And people who are doing research put in bids to this Council. The Council
allocates the bids on the basis of the projects which it thinks are most
important. And if this is a good project, which it sounds like it is, and
if it’s strongly scientific with good beneficial results I would have thought
it would be very eligible for funding.
JONES:
But isn’t it appalling in a rich country that there’s a thousand people
mentally ill in this State who don’t have a bed, a proper psychiatric bed
to go to. We have had this failed policy of half-way houses. We have sent
them into the community. Many of them sleep under the Harbour Bridge, then
they commit crime as a result of their psychotic behaviour and they finish
up in jails. In a civilised society we have got to do better on that front
haven’t we?
TREASURER:
I think that the policy, the policy as you know, was to get people out
into the community. That changed some time ago. I don’t think that policy
has been a great success.
JONES:
It hasn’t.
TREASURER:
We have had people who are out in the community, I mean that is good if
they can cope, but there are a lot of them that are unable to cope and as
you say, they get into trouble, they can’t sleep except in public parks,
they can get into crime and I think Alan, that whole policy has got to be
re-thought. Now it is a New South Wales Government policy so I am not holding
myself out as an expert in relation to it but just as an ordinary citizen
like you, it would seem to me that this is an area where a lot of re-thinking
has got to be done in relation to policy.
JONES:
There are 2 point something, 2.1, 2, 3, depending on to whom you speak,
families in Australia, Mark Latham conceded now only that seven out of 10
will get anything from his Family Tax and Welfare package, that would mean
that there are over 600,000 families who either go without or who are worse
off. Now, amongst all of that of course is the abolition of this $600 per
child per annum Family Tax Payment. Do you think that $600 has been sold
adequately to the public, that they know exactly what they are getting?
TREASURER:
I think the families do, Alan.

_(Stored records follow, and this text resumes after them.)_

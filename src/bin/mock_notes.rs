#![forbid(unsafe_code)]

//! Minimal note-taking binary implementing the invocation contract the
//! harness expects: `-p NAME` selects a profile, `-f PATH` the storage
//! folder, subcommands mutate or print the profile. It backs the shipped
//! suite documents and the harness's own integration tests, so a harness
//! build can be smoke-tested without the real tool.

use anyhow::{anyhow, bail, Context, Result};
use clap::{Arg, ArgAction, ArgMatches, Command};
use std::fs;
use std::io::Read;
use std::path::PathBuf;

use notecheck::codec;
use notecheck::constants::DATE_FORMAT;
use notecheck::models::{Note, Profile};

fn main() -> Result<()> {
    let matches = Command::new("mock_notes")
        .version(env!("CARGO_PKG_VERSION"))
        .about("Reference note-taking binary for harness self-tests")
        .arg(
            Arg::new("profile")
                .short('p')
                .long("profile")
                .value_name("NAME")
                .help("Profile to operate on")
                .default_value("default"),
        )
        .arg(
            Arg::new("folder")
                .short('f')
                .long("folder")
                .value_name("PATH")
                .help("Profile storage folder")
                .required(true),
        )
        .arg(
            Arg::new("key")
                .short('k')
                .long("key")
                .value_name("PASSPHRASE")
                .help("Passphrase for an encrypted profile")
                .global(true),
        )
        .subcommand_required(true)
        .subcommand(
            Command::new("new-profile").about("Create an empty profile").arg(
                Arg::new("encrypted")
                    .long("encrypted")
                    .help("Encrypt the profile with the passphrase from -k")
                    .action(ArgAction::SetTrue),
            ),
        )
        .subcommand(
            Command::new("add")
                .about("Append a note")
                .arg(Arg::new("title").value_name("TITLE").required(true))
                .arg(
                    Arg::new("started")
                        .long("started")
                        .action(ArgAction::SetTrue)
                        .conflicts_with("urgent"),
                )
                .arg(Arg::new("urgent").long("urgent").action(ArgAction::SetTrue))
                .arg(
                    Arg::new("body")
                        .short('b')
                        .long("body")
                        .value_name("TEXT")
                        .conflicts_with("stdin-body"),
                )
                .arg(
                    Arg::new("stdin-body")
                        .long("stdin-body")
                        .help("Read the note body from standard input")
                        .action(ArgAction::SetTrue),
                ),
        )
        .subcommand(
            Command::new("del")
                .about("Delete a note by id")
                .arg(Arg::new("id").value_name("ID").required(true)),
        )
        .subcommand(
            Command::new("view")
                .about("Print a single note")
                .arg(Arg::new("id").value_name("ID").required(true))
                .arg(json_flag()),
        )
        .subcommand(Command::new("list").about("Print all notes").arg(json_flag()))
        .subcommand(
            Command::new("search")
                .about("Print notes whose title contains a pattern")
                .arg(Arg::new("pattern").value_name("PATTERN").required(true))
                .arg(json_flag()),
        )
        .get_matches();

    let store = Store::from_matches(&matches)?;
    match matches.subcommand() {
        Some(("new-profile", sub)) => cmd_new_profile(&store, sub),
        Some(("add", sub)) => cmd_add(&store, sub),
        Some(("del", sub)) => cmd_del(&store, sub),
        Some(("view", sub)) => cmd_view(&store, sub),
        Some(("list", sub)) => cmd_list(&store, sub),
        Some(("search", sub)) => cmd_search(&store, sub),
        _ => bail!("no command given"),
    }
}

fn json_flag() -> Arg {
    Arg::new("json")
        .short('j')
        .long("json")
        .help("Output in JSON format")
        .action(ArgAction::SetTrue)
}

/// Where one profile lives on disk and how it is keyed.
struct Store {
    path: PathBuf,
    key: Option<String>,
}

impl Store {
    fn from_matches(matches: &ArgMatches) -> Result<Self> {
        let folder = matches
            .get_one::<String>("folder")
            .map(PathBuf::from)
            .ok_or_else(|| anyhow!("--folder is required"))?;
        fs::create_dir_all(&folder)
            .with_context(|| format!("could not create profile folder {}", folder.display()))?;

        let profile = matches
            .get_one::<String>("profile")
            .cloned()
            .unwrap_or_else(|| "default".to_string());
        Ok(Store {
            path: folder.join(format!("{profile}.json")),
            key: matches.get_one::<String>("key").cloned(),
        })
    }

    fn load(&self) -> Result<Profile> {
        let bytes = fs::read(&self.path)
            .with_context(|| format!("no profile at {}", self.path.display()))?;
        let profile = match self.key.as_deref() {
            Some(key) => codec::decode(&bytes, true, Some(key))?,
            None => codec::decode(&bytes, false, None)?,
        };
        Ok(profile)
    }

    fn save(&self, profile: &Profile) -> Result<()> {
        let text = serde_json::to_string_pretty(profile)?;
        let bytes = match &self.key {
            Some(key) => codec::encrypt(text.as_bytes(), key),
            None => text.into_bytes(),
        };
        fs::write(&self.path, bytes)
            .with_context(|| format!("could not write profile {}", self.path.display()))
    }
}

fn cmd_new_profile(store: &Store, sub: &ArgMatches) -> Result<()> {
    let encrypted = sub.get_flag("encrypted");
    if encrypted && store.key.is_none() {
        bail!("--encrypted requires a passphrase (-k)");
    }
    store.save(&Profile {
        encrypted,
        notes: Vec::new(),
    })
}

fn cmd_add(store: &Store, sub: &ArgMatches) -> Result<()> {
    let mut profile = store.load()?;

    let title = sub
        .get_one::<String>("title")
        .cloned()
        .ok_or_else(|| anyhow!("a title is required"))?;
    let status = if sub.get_flag("started") {
        "Started"
    } else if sub.get_flag("urgent") {
        "Urgent"
    } else {
        ""
    };
    let body = if sub.get_flag("stdin-body") {
        let mut text = String::new();
        std::io::stdin()
            .read_to_string(&mut text)
            .context("could not read note body from stdin")?;
        text
    } else {
        sub.get_one::<String>("body").cloned().unwrap_or_default()
    };

    let id = profile.notes.iter().map(|note| note.id).max().unwrap_or(0) + 1;
    profile.notes.push(Note {
        id,
        title,
        status: status.to_string(),
        body,
        last_touched: chrono::Local::now().format(DATE_FORMAT).to_string(),
    });
    store.save(&profile)
}

fn cmd_del(store: &Store, sub: &ArgMatches) -> Result<()> {
    let mut profile = store.load()?;
    let id = parse_id(sub)?;
    let index = profile
        .notes
        .iter()
        .position(|note| note.id == id)
        .ok_or_else(|| anyhow!("no note with id {id}"))?;
    profile.notes.remove(index);
    store.save(&profile)
}

fn cmd_view(store: &Store, sub: &ArgMatches) -> Result<()> {
    let profile = store.load()?;
    let id = parse_id(sub)?;
    let note = profile
        .notes
        .iter()
        .find(|note| note.id == id)
        .ok_or_else(|| anyhow!("no note with id {id}"))?;
    if sub.get_flag("json") {
        println!("{}", serde_json::to_string(note)?);
    } else {
        print_note_line(note);
        if !note.body.is_empty() {
            println!("{}", note.body);
        }
    }
    Ok(())
}

fn cmd_list(store: &Store, sub: &ArgMatches) -> Result<()> {
    let profile = store.load()?;
    if sub.get_flag("json") {
        println!("{}", serde_json::to_string(&profile.notes)?);
    } else {
        for note in &profile.notes {
            print_note_line(note);
        }
    }
    Ok(())
}

fn cmd_search(store: &Store, sub: &ArgMatches) -> Result<()> {
    let profile = store.load()?;
    let pattern = sub
        .get_one::<String>("pattern")
        .cloned()
        .ok_or_else(|| anyhow!("a pattern is required"))?;
    let matches: Vec<&Note> = profile
        .notes
        .iter()
        .filter(|note| note.title.contains(&pattern))
        .collect();
    if sub.get_flag("json") {
        println!("{}", serde_json::to_string(&matches)?);
    } else {
        for note in matches {
            print_note_line(note);
        }
    }
    Ok(())
}

fn parse_id(sub: &ArgMatches) -> Result<i64> {
    let raw = sub
        .get_one::<String>("id")
        .ok_or_else(|| anyhow!("an id is required"))?;
    raw.parse::<i64>()
        .map_err(|_| anyhow!("invalid note id '{raw}'"))
}

fn print_note_line(note: &Note) {
    if note.status.is_empty() {
        println!("{}: {}", note.id, note.title);
    } else {
        println!("{}: {} [{}]", note.id, note.title, note.status);
    }
}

Families who receive this payment got $600
per child before the 30th of June. Now in a family with three
kids that is $1800 in respect of the current year as they are filing tax
returns they will be getting…
JONES:
…and the next year and the next year.
TREASURER:
…another $600, and if our Government is elected then that $600 per
child per annum will continue forever. Now, Mr Latham’s policy is to abolish
it. If Mr Latham is elected, this is the last $600 payment that you will
ever see. As a consequence of abolishing that payment, families, particularly
low income families who have numbers of children, it is not that they are
not going to be better off Alan, they are going to be actively worse off.
Now let’s take an example, Dad is earning $35,000 and he is supporting Mum
and three kids. Do you know what Mr Latham proposes to do? Take money out
of his pocket. Now you think about a Dad who is earning $35,000, going out
to work 40 hours a week, he is trying to support Mum, pay the mortgage,
support the children – he is not rich – but under Mr Latham’s
policy, Mr Latham wants to take away family assistance. He wants to actively
reduce his budget. He wants to squeeze that family. And of course if the
family had a fourth child, he would squeeze it even more.
JONES:
Do you think this is because someone has put all of this package together
without a clear understanding amongst the leadership of the Labor Party
what the detail is about?
TREASURER:
Yes, look, what happened, Alan, is that Mr Latham promised a policy back
in May, he didn’t do the work, he cobbled it together at the last moment,
it has got all sorts of weaknesses, when those weaknesses were pointed out,
he should have said, well look, hang on, I will have it re-done and come
back to you with a proper policy. He has got caught in the middle of the
campaign, he won’t put the policy in for costing, it has been out there
for 16 days, for 16 days he refuses to allow it to be independently assessed
under the Charter of Budget Honesty. The election Alan, is in 16 days time.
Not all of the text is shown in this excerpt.